Synovial tissues of patients with rheumatoid arthritis (RA) have increased expression of COX-2. COX-2 expression in most tissues is highly regulated with rapid induction in response to inflammatory stimuli. Anti-inflammatory mediators, particularly glucocorticoids, inhibit up-regulation of COX-2 expression. Increased COX-2 expression in synovial tissues is driven by the pro-inflammatory cytokines IL-1 and TNF-α . These cytokines stimulate COX-2 transcription by activating transcription factors including NF-κ B and c/EBP. IL-1 also increases mRNA stability. Modulating influences by other cytokines and growth factors utilize the STAT family of transcription factors.

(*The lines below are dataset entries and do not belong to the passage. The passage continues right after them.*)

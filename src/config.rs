//! Configuration management with layered loading
//!
//! Precedence (lowest to highest):
//! 1. Compiled defaults
//! 2. Global config: `$XDG_CONFIG_HOME/cursorkit/cursorkit.toml`
//! 3. Explicit config file passed with `--config`
//! 4. Environment variables: `CURSORKIT_*` prefix

use std::path::{Path, PathBuf};

use config::{Config, ConfigError, Environment};
use directories::ProjectDirs;
use serde::{Deserialize, Serialize};
use tracing::debug;

use crate::application::ApplicationError;
use crate::domain::{Storage, DEFAULT_CAPACITY, DEFAULT_LOG_PREFIX};

/// Minimum price used by filter stages that do not name their own.
pub const DEFAULT_MIN_PRICE: f64 = 200.0;

/// Raw settings for intermediate parsing (Option to detect "not specified").
#[derive(Debug, Clone, Deserialize, Default)]
#[serde(default)]
pub struct RawSettings {
    pub array_capacity: Option<usize>,
    pub min_price: Option<f64>,
    pub storage: Option<Storage>,
    pub log_prefix: Option<String>,
    pub inventory: Option<PathBuf>,
}

/// Unified configuration for cursorkit.
#[derive(Debug, Clone, Serialize, Deserialize, PartialEq)]
#[serde(default)]
pub struct Settings {
    /// Capacity of array-backed containers (default: 100)
    pub array_capacity: usize,
    /// Default minimum for filter stages (default: 200)
    pub min_price: f64,
    /// Container used when the command line does not choose one
    pub storage: Storage,
    /// Prefix of every logging-decorator line
    pub log_prefix: String,
    /// Inventory file; the built-in sample is used when unset
    #[serde(skip_serializing_if = "Option::is_none")]
    pub inventory: Option<PathBuf>,
}

impl Default for Settings {
    fn default() -> Self {
        Self {
            array_capacity: DEFAULT_CAPACITY,
            min_price: DEFAULT_MIN_PRICE,
            storage: Storage::default(),
            log_prefix: DEFAULT_LOG_PREFIX.to_string(),
            inventory: None,
        }
    }
}

/// Get the XDG config directory for cursorkit.
pub fn global_config_dir() -> Option<PathBuf> {
    ProjectDirs::from("", "", "cursorkit").map(|dirs| dirs.config_dir().to_path_buf())
}

/// Get the path to the global config file.
pub fn global_config_path() -> Option<PathBuf> {
    global_config_dir().map(|dir| dir.join("cursorkit.toml"))
}

/// Load a TOML file into RawSettings for manual merging.
fn load_raw_settings(path: &Path) -> Result<RawSettings, ApplicationError> {
    let content = std::fs::read_to_string(path).map_err(|e| ApplicationError::Config {
        message: format!("read {}: {}", path.display(), e),
    })?;
    toml::from_str(&content).map_err(|e| ApplicationError::Config {
        message: format!("parse {}: {}", path.display(), e),
    })
}

fn expand(value: &str) -> String {
    shellexpand::full(value)
        .map(|expanded| expanded.into_owned())
        .unwrap_or_else(|_| value.to_string())
}

impl Settings {
    /// Expand `~`, `$VAR` and `${VAR}` in the inventory path.
    fn expand_paths(&mut self) {
        if let Some(inventory) = &self.inventory {
            self.inventory = Some(PathBuf::from(expand(&inventory.to_string_lossy())));
        }
    }

    /// Merge overlay onto self: overlay wins where it specifies a value.
    fn merge_with(&self, overlay: &RawSettings) -> Self {
        Self {
            array_capacity: overlay.array_capacity.unwrap_or(self.array_capacity),
            min_price: overlay.min_price.unwrap_or(self.min_price),
            storage: overlay.storage.unwrap_or(self.storage),
            log_prefix: overlay
                .log_prefix
                .clone()
                .unwrap_or_else(|| self.log_prefix.clone()),
            inventory: overlay
                .inventory
                .clone()
                .or_else(|| self.inventory.clone()),
        }
    }

    /// Load settings with layered precedence.
    ///
    /// # Arguments
    /// * `config_file` - Optional explicit config file (must exist if given)
    pub fn load(config_file: Option<&Path>) -> Result<Self, ApplicationError> {
        Self::load_layers(global_config_path().as_deref(), config_file)
    }

    /// Load settings from an explicit global path and an optional config file.
    ///
    /// A missing global file is skipped; a missing `config_file` is an error.
    pub fn load_layers(
        global: Option<&Path>,
        config_file: Option<&Path>,
    ) -> Result<Self, ApplicationError> {
        // 1. Start with defaults
        let mut current = Self::default();

        // 2. Global config
        if let Some(global_path) = global {
            if global_path.exists() {
                debug!("global config: {}", global_path.display());
                current = current.merge_with(&load_raw_settings(global_path)?);
            }
        }

        // 3. Explicit config file
        if let Some(path) = config_file {
            debug!("config file: {}", path.display());
            current = current.merge_with(&load_raw_settings(path)?);
        }

        // 4. Environment variables (explicit override)
        current = Self::apply_env_overrides(current)?;

        current.expand_paths();
        current.validate()?;
        Ok(current)
    }

    /// Apply CURSORKIT_* environment variables as explicit overrides.
    fn apply_env_overrides(mut settings: Self) -> Result<Self, ApplicationError> {
        let config = Config::builder()
            .add_source(
                Environment::with_prefix("CURSORKIT")
                    .prefix_separator("_")
                    .separator("__"),
            )
            .build()
            .map_err(config_err)?;

        if let Some(val) = present(config.get_int("array_capacity"))? {
            settings.array_capacity = usize::try_from(val).map_err(|_| ApplicationError::Config {
                message: format!("array_capacity must not be negative: {val}"),
            })?;
        }
        if let Some(val) = present(config.get_float("min_price"))? {
            settings.min_price = val;
        }
        if let Some(val) = present(config.get_string("storage"))? {
            settings.storage = val
                .parse()
                .map_err(|message| ApplicationError::Config { message })?;
        }
        if let Some(val) = present(config.get_string("log_prefix"))? {
            settings.log_prefix = val;
        }
        if let Some(val) = present(config.get_string("inventory"))? {
            settings.inventory = Some(PathBuf::from(val));
        }

        Ok(settings)
    }

    /// Reject values no container or filter can work with.
    pub fn validate(&self) -> Result<(), ApplicationError> {
        if self.array_capacity == 0 {
            return Err(ApplicationError::Config {
                message: "array_capacity must be at least 1".to_string(),
            });
        }
        if !self.min_price.is_finite() {
            return Err(ApplicationError::Config {
                message: format!("min_price must be a finite number: {}", self.min_price),
            });
        }
        Ok(())
    }

    /// Show the effective configuration as TOML.
    pub fn to_toml(&self) -> Result<String, ApplicationError> {
        toml::to_string_pretty(self).map_err(|e| ApplicationError::Config {
            message: format!("serialize config: {e}"),
        })
    }

    /// Generate a template config file.
    pub fn template() -> String {
        r#"# cursorkit configuration
#
# Locations (by precedence, lowest to highest):
#   Global: ~/.config/cursorkit/cursorkit.toml
#   File:   --config <path>
#   Env:    CURSORKIT_* environment variables (explicit overrides)

# Capacity of array-backed containers
# array_capacity = 100

# Default minimum for "filter" stages without an explicit value
# min_price = 200.0

# Container used when --storage is not given: "array" or "list"
# storage = "array"

# Prefix of logging-decorator lines
# log_prefix = "[LOG] access:"

# Inventory file with [[component]] tables
# inventory = "~/parts.toml"
"#
        .to_string()
    }
}

/// Unset keys are `None`; values that fail to parse are errors.
fn present<T>(value: Result<T, ConfigError>) -> Result<Option<T>, ApplicationError> {
    match value {
        Ok(val) => Ok(Some(val)),
        Err(ConfigError::NotFound(_)) => Ok(None),
        Err(e) => Err(config_err(e)),
    }
}

fn config_err(e: ConfigError) -> ApplicationError {
    ApplicationError::Config {
        message: e.to_string(),
    }
}
//! CLI layer: argument parsing and command dispatch

pub mod args;
pub mod commands;
pub mod error;
pub mod output;

pub use args::{Cli, Commands, ConfigCommands, SourceArgs};
pub use commands::execute_command;
pub use error::{CliError, CliResult};
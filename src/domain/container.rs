//! Owning collections that hand out cursors.

use std::fmt;
use std::str::FromStr;

use serde::{Deserialize, Serialize};

use crate::domain::array::ArrayContainer;
use crate::domain::cursor::BoxedCursor;
use crate::domain::error::DomainResult;
use crate::domain::list::ListContainer;

/// Collection that owns its elements and iterates them in insertion order.
pub trait Container<T> {
    /// Move `item` into the container, after every element already held.
    fn add(&mut self, item: T) -> DomainResult<()>;

    /// Fresh cursor, positioned at the first element.
    fn cursor<'a>(&'a self) -> BoxedCursor<'a, T>
    where
        T: 'a;

    fn len(&self) -> usize;

    fn is_empty(&self) -> bool {
        self.len() == 0
    }
}

/// Storage policy backing a container.
#[derive(Debug, Clone, Copy, PartialEq, Eq, Default, Serialize, Deserialize)]
#[serde(rename_all = "lowercase")]
pub enum Storage {
    /// Fixed capacity, contiguous
    #[default]
    Array,
    /// Unbounded, linked
    List,
}

impl Storage {
    /// Build an empty container for this policy.
    ///
    /// `capacity` only applies to [`Storage::Array`].
    pub fn build<T: 'static>(self, capacity: usize) -> DomainResult<Box<dyn Container<T>>> {
        match self {
            Storage::Array => Ok(Box::new(ArrayContainer::with_capacity(capacity)?)),
            Storage::List => Ok(Box::new(ListContainer::new())),
        }
    }
}

impl fmt::Display for Storage {
    fn fmt(&self, f: &mut fmt::Formatter<'_>) -> fmt::Result {
        match self {
            Storage::Array => f.write_str("array"),
            Storage::List => f.write_str("list"),
        }
    }
}

impl FromStr for Storage {
    type Err = String;

    fn from_str(s: &str) -> Result<Self, Self::Err> {
        match s.trim().to_ascii_lowercase().as_str() {
            "array" => Ok(Storage::Array),
            "list" => Ok(Storage::List),
            other => Err(format!("unknown storage '{other}' (expected array or list)")),
        }
    }
}
//! Decorator pipelines assembled from a declarative list of stages

use std::fmt;
use std::str::FromStr;

use tracing::debug;

use crate::application::ApplicationError;
use crate::domain::{
    BoxedCursor, CountingCursor, CursorExt, Element, FilterCursor, Journal, LoggingCursor,
    StepCount, DEFAULT_LOG_PREFIX,
};

/// One decorator layer.
#[derive(Debug, Clone, Copy, PartialEq)]
pub enum Stage {
    Log,
    /// Price filter; `None` falls back to the pipeline's default minimum
    Filter(Option<f64>),
    Count,
}

impl fmt::Display for Stage {
    fn fmt(&self, f: &mut fmt::Formatter<'_>) -> fmt::Result {
        match self {
            Stage::Log => f.write_str("log"),
            Stage::Filter(None) => f.write_str("filter"),
            Stage::Filter(Some(min)) => write!(f, "filter:{min}"),
            Stage::Count => f.write_str("count"),
        }
    }
}

impl FromStr for Stage {
    type Err = ApplicationError;

    /// Accepts `log`, `count`, `filter` and `filter:<min>`.
    fn from_str(s: &str) -> Result<Self, Self::Err> {
        let s = s.trim();
        let (name, arg) = match s.split_once(':') {
            Some((name, arg)) => (name, Some(arg.trim())),
            None => (s, None),
        };
        match (name.to_ascii_lowercase().as_str(), arg) {
            ("log", None) => Ok(Stage::Log),
            ("count", None) => Ok(Stage::Count),
            ("filter", None) => Ok(Stage::Filter(None)),
            ("filter", Some(min)) => min
                .parse::<f64>()
                .ok()
                .filter(|m| m.is_finite())
                .map(|m| Stage::Filter(Some(m)))
                .ok_or_else(|| ApplicationError::InvalidStage(format!("bad minimum in '{s}'"))),
            _ => Err(ApplicationError::InvalidStage(s.to_string())),
        }
    }
}

/// Ordered stages, applied innermost first.
#[derive(Debug, Clone, PartialEq)]
pub struct Pipeline {
    stages: Vec<Stage>,
    default_min_price: f64,
    log_prefix: String,
}

/// An assembled chain plus handles to the state of its decorators.
pub struct Chain<'a, T: ?Sized> {
    pub cursor: BoxedCursor<'a, T>,
    /// One journal per log stage, innermost first
    pub journals: Vec<Journal>,
    /// One counter per count stage, innermost first
    pub counters: Vec<StepCount>,
}

impl Pipeline {
    pub fn new(stages: Vec<Stage>, default_min_price: f64) -> Self {
        Self {
            stages,
            default_min_price,
            log_prefix: DEFAULT_LOG_PREFIX.to_string(),
        }
    }

    pub fn with_log_prefix(mut self, prefix: impl Into<String>) -> Self {
        self.log_prefix = prefix.into();
        self
    }

    pub fn stages(&self) -> &[Stage] {
        &self.stages
    }

    /// Wrap `root` in every stage, first stage innermost.
    pub fn assemble<'a, T>(&self, root: BoxedCursor<'a, T>) -> Chain<'a, T>
    where
        T: Element + ?Sized + 'a,
    {
        let mut cursor = root;
        let mut journals = Vec::new();
        let mut counters = Vec::new();
        for stage in &self.stages {
            debug!(%stage, "wrapping cursor");
            cursor = match *stage {
                Stage::Log => {
                    let logged = LoggingCursor::with_prefix(cursor, self.log_prefix.clone());
                    journals.push(logged.journal());
                    logged.boxed()
                }
                Stage::Filter(min) => {
                    let min = min.unwrap_or(self.default_min_price);
                    FilterCursor::new(cursor, min).boxed()
                }
                Stage::Count => {
                    let counted = CountingCursor::new(cursor);
                    counters.push(counted.steps());
                    counted.boxed()
                }
            };
        }
        Chain {
            cursor,
            journals,
            counters,
        }
    }
}

#[cfg(test)]
mod tests {
    use super::*;

    #[test]
    fn given_stage_strings_when_parsing_then_recognizes_all_forms() {
        assert_eq!("log".parse::<Stage>().unwrap(), Stage::Log);
        assert_eq!("COUNT".parse::<Stage>().unwrap(), Stage::Count);
        assert_eq!("filter".parse::<Stage>().unwrap(), Stage::Filter(None));
        assert_eq!(
            "filter: 250".parse::<Stage>().unwrap(),
            Stage::Filter(Some(250.0))
        );
    }

    #[test]
    fn given_bad_stage_when_parsing_then_invalid_stage() {
        assert!(matches!(
            "sort".parse::<Stage>(),
            Err(ApplicationError::InvalidStage(_))
        ));
        assert!(matches!(
            "filter:cheap".parse::<Stage>(),
            Err(ApplicationError::InvalidStage(_))
        ));
        assert!("log:1".parse::<Stage>().is_err());
    }

    #[test]
    fn given_stage_when_displayed_then_round_trips_name() {
        assert_eq!(Stage::Filter(Some(99.5)).to_string(), "filter:99.5");
        assert_eq!(Stage::Log.to_string(), "log");
    }
}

In addition to cytokine networks, signalling via cell surface integrins can increase expression of COX-2. The intracellular pathways triggered by stimulation of integrins include phosphorylation of the ERK kinases.

PGE₂, the major PG product of COX-2 in synoviocytes, has been shown to alter matrix metalloproteinase balance and to increase expression of the angiogenic factor, VEGF. In some cell types, constitutive over-expression of COX-2 is associated with phenotypic changes including increased resistance to apoptosis and production of angiogenic factors. To analyze the effect of COX-2 on synovial fibroblast-like cells, we have developed a method for highly efficient constitutive over-expression of COX-2 using a retroviral vector system. Early-passage synoviocytes stably transduced to express high levels of COX-2 can be evaluated for phenotypic changes that contribute to the pathogenesis of rheumatoid arthritis.